● **TASK INSTRUCTIONS**
Repeat word for word the opening stretch of the entries, from the first line through the line containing "pub struct Settings(Map<String, Value>);".

━━━ TASK MATERIAL ━━━

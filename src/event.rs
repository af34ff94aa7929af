use serde::{Deserialize, Deserializer, Serialize};
use serde_json::{Map, Value};

/// Per-button settings blob as stored by the host.
///
/// Flat key/value mapping; never merged, always replaced wholesale.
#[derive(Debug, Clone, Default, PartialEq, Serialize)]
#[serde(transparent)]
pub struct Settings(Map<String, Value>);

impl Settings {
    pub fn is_empty(&self) -> bool {
        self.0.is_empty()
    }

    pub fn get(&self, key: &str) -> Option<&Value> {
        self.0.get(key)
    }

    /// Target scene name.
    pub fn scene(&self) -> Option<String> {
        self.ident("scene")
    }

    /// Identifier of the item to fade.
    pub fn source(&self) -> Option<String> {
        self.ident("source")
    }

    /// Optional key title shown on the button.
    pub fn title(&self) -> Option<&str> {
        self.0
            .get("title")
            .and_then(Value::as_str)
            .filter(|s| !s.is_empty())
    }

    /// Read a non-empty string or a number as an identifier.
    fn ident(&self, key: &str) -> Option<String> {
        match self.0.get(key)? {
            Value::String(s) if !s.is_empty() => Some(s.clone()),
            Value::Number(n) => Some(n.to_string()),
            _ => None,
        }
    }
}

impl<'de> Deserialize<'de> for Settings {
    fn deserialize<D: Deserializer<'de>>(deserializer: D) -> Result<Self, D::Error> {
        match Value::deserialize(deserializer)? {
            Value::Object(map) => Ok(Self(map)),
            _ => Ok(Self::default()),
        }
    }
}

/// Events delivered by the host over the plugin websocket.
#[derive(Debug, Clone, Deserialize)]
#[serde(tag = "event", rename_all = "camelCase")]
pub enum HostEvent {
    /// A key with this action became visible; carries saved settings.
    WillAppear(ActionEvent),

    /// The key is no longer visible.
    WillDisappear(ActionEvent),

    /// A key was released.
    KeyUp(ActionEvent),

    /// Settings for a key changed.
    DidReceiveSettings(ActionEvent),

    /// Free-form message from the property inspector.
    SendToPlugin(InspectorMessage),

    PropertyInspectorDidAppear(InspectorEvent),

    PropertyInspectorDidDisappear(InspectorEvent),

    /// Anything this plugin does not subscribe to.
    #[serde(other)]
    Other,
}

impl HostEvent {
    /// Decode a raw websocket text frame.
    ///
    /// # Errors
    /// Returns `PluginError::Json` if the frame is not a host event.
    pub fn decode(text: &str) -> crate::error::Result<Self> {
        Ok(serde_json::from_str(text)?)
    }

    pub fn name(&self) -> &'static str {
        match self {
            Self::WillAppear(_) => "willAppear",
            Self::WillDisappear(_) => "willDisappear",
            Self::KeyUp(_) => "keyUp",
            Self::DidReceiveSettings(_) => "didReceiveSettings",
            Self::SendToPlugin(_) => "sendToPlugin",
            Self::PropertyInspectorDidAppear(_) => "propertyInspectorDidAppear",
            Self::PropertyInspectorDidDisappear(_) => "propertyInspectorDidDisappear",
            Self::Other => "other",
        }
    }
}

/// An event addressed to one placed key.
#[derive(Debug, Clone, Deserialize)]
pub struct ActionEvent {
    #[serde(default)]
    pub action: String,
    pub context: String,
    #[serde(default)]
    pub device: String,
    #[serde(default)]
    pub payload: ActionPayload,
}

#[derive(Debug, Clone, Default, Deserialize)]
pub struct ActionPayload {
    #[serde(default)]
    pub settings: Settings,
}

#[derive(Debug, Clone, Deserialize)]
pub struct InspectorEvent {
    #[serde(default)]
    pub action: String,
    pub context: String,
}

#[derive(Debug, Clone, Deserialize)]
pub struct InspectorMessage {
    #[serde(default)]
    pub action: String,
    pub context: String,
    #[serde(default)]
    pub payload: Value,
}

impl InspectorMessage {
    /// The `sdpi_collection` key/value pair, when it carries a value.
    ///
    /// `null`, `false`, `0` and `""` count as no value.
    pub fn sdpi_value(&self) -> Option<(&str, &Value)> {
        let collection = self.payload.get("sdpi_collection")?;
        let key = collection.get("key").and_then(Value::as_str).unwrap_or_default();
        let value = collection.get("value")?;
        let present = match value {
            Value::Null | Value::Bool(false) => false,
            Value::String(s) => !s.is_empty(),
            Value::Number(n) => n.as_f64() != Some(0.0),
            _ => true,
        };
        present.then_some((key, value))
    }
}

/// Commands sent back to the host.
#[derive(Debug, Clone, PartialEq, Serialize)]
#[serde(tag = "event", rename_all = "camelCase")]
pub enum HostCommand {
    SetTitle {
        context: String,
        payload: TitlePayload,
    },
    ShowAlert {
        context: String,
    },
    ShowOk {
        context: String,
    },
    LogMessage {
        payload: LogPayload,
    },
}

impl HostCommand {
    pub fn set_title(context: &str, title: &str) -> Self {
        Self::SetTitle {
            context: context.to_string(),
            payload: TitlePayload {
                title: title.to_string(),
                target: 0,
            },
        }
    }

    pub fn log(message: impl Into<String>) -> Self {
        Self::LogMessage {
            payload: LogPayload {
                message: message.into(),
            },
        }
    }
}

#[derive(Debug, Clone, PartialEq, Serialize)]
pub struct TitlePayload {
    pub title: String,
    /// 0 = hardware and software.
    pub target: u8,
}

#[derive(Debug, Clone, PartialEq, Serialize)]
pub struct LogPayload {
    pub message: String,
}

/// First frame sent after connecting to the host.
#[derive(Debug, Clone, Serialize)]
pub struct Registration {
    pub event: String,
    pub uuid: String,
}

#[cfg(test)]
mod tests {
    use super::*;
    use serde_json::json;

    #[test]
    fn decode_key_up() {
        let text = r#"{
            "action": "com.scenefade.fade",
            "event": "keyUp",
            "context": "ctx-1",
            "device": "dev-1",
            "payload": {
                "settings": { "scene": "Gaming", "source": "item-42" },
                "coordinates": { "column": 0, "row": 1 },
                "isInMultiAction": false
            }
        }"#;
        let HostEvent::KeyUp(ev) = HostEvent::decode(text).unwrap() else {
            panic!("expected keyUp");
        };
        assert_eq!(ev.context, "ctx-1");
        assert_eq!(ev.payload.settings.scene().as_deref(), Some("Gaming"));
        assert_eq!(ev.payload.settings.source().as_deref(), Some("item-42"));
    }

    #[test]
    fn missing_settings_default_to_empty() {
        let text = r#"{"event":"didReceiveSettings","context":"c","payload":{}}"#;
        let HostEvent::DidReceiveSettings(ev) = HostEvent::decode(text).unwrap() else {
            panic!("expected didReceiveSettings");
        };
        assert!(ev.payload.settings.is_empty());

        let text = r#"{"event":"willAppear","context":"c","payload":{"settings":null}}"#;
        let HostEvent::WillAppear(ev) = HostEvent::decode(text).unwrap() else {
            panic!("expected willAppear");
        };
        assert!(ev.payload.settings.is_empty());
    }

    #[test]
    fn unknown_events_decode_as_other() {
        let text = r#"{"event":"deviceDidConnect","device":"d","deviceInfo":{}}"#;
        assert!(matches!(HostEvent::decode(text).unwrap(), HostEvent::Other));
        assert!(HostEvent::decode("not json").is_err());
    }

    #[test]
    fn numeric_source_reads_as_ident() {
        let settings: Settings = serde_json::from_value(json!({"source": 42, "scene": ""})).unwrap();
        assert_eq!(settings.source().as_deref(), Some("42"));
        assert_eq!(settings.scene(), None);
    }

    #[test]
    fn sdpi_value_requires_present_value() {
        let msg = |payload: Value| InspectorMessage {
            action: String::new(),
            context: "c".into(),
            payload,
        };
        let with = msg(json!({"sdpi_collection": {"key": "scene", "value": "Gaming"}}));
        assert_eq!(with.sdpi_value(), Some(("scene", &json!("Gaming"))));

        let empty = msg(json!({"sdpi_collection": {"key": "scene", "value": ""}}));
        assert_eq!(empty.sdpi_value(), None);
        assert_eq!(msg(json!({})).sdpi_value(), None);

        let zero = msg(json!({"sdpi_collection": {"key": "source", "value": 0}}));
        assert_eq!(zero.sdpi_value(), None);
        let zero = msg(json!({"sdpi_collection": {"key": "source", "value": 0.0}}));
        assert_eq!(zero.sdpi_value(), None);
        let number = msg(json!({"sdpi_collection": {"key": "source", "value": 42}}));
        assert_eq!(number.sdpi_value(), Some(("source", &json!(42))));
    }

    #[test]
    fn commands_serialize_in_host_format() {
        let cmd = HostCommand::set_title("ctx", "Fade");
        assert_eq!(
            serde_json::to_value(&cmd).unwrap(),
            json!({"event": "setTitle", "context": "ctx", "payload": {"title": "Fade", "target": 0}})
        );
        let cmd = HostCommand::ShowAlert {
            context: "ctx".into(),
        };
        assert_eq!(
            serde_json::to_value(&cmd).unwrap(),
            json!({"event": "showAlert", "context": "ctx"})
        );
    }
}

━━━

● **OUTPUT OF THE TASK**
filename src/event.rs
repository af34ff94aa7929af
use serde::{Deserialize, Deserializer, Serialize};
use serde_json::{Map, Value};

/// Per-button settings blob as stored by the host.
///
/// Flat key/value mapping; never merged, always replaced wholesale.
#[derive(Debug, Clone, Default, PartialEq, Serialize)]
#[serde(transparent)]
pub struct Settings(Map<String, Value>);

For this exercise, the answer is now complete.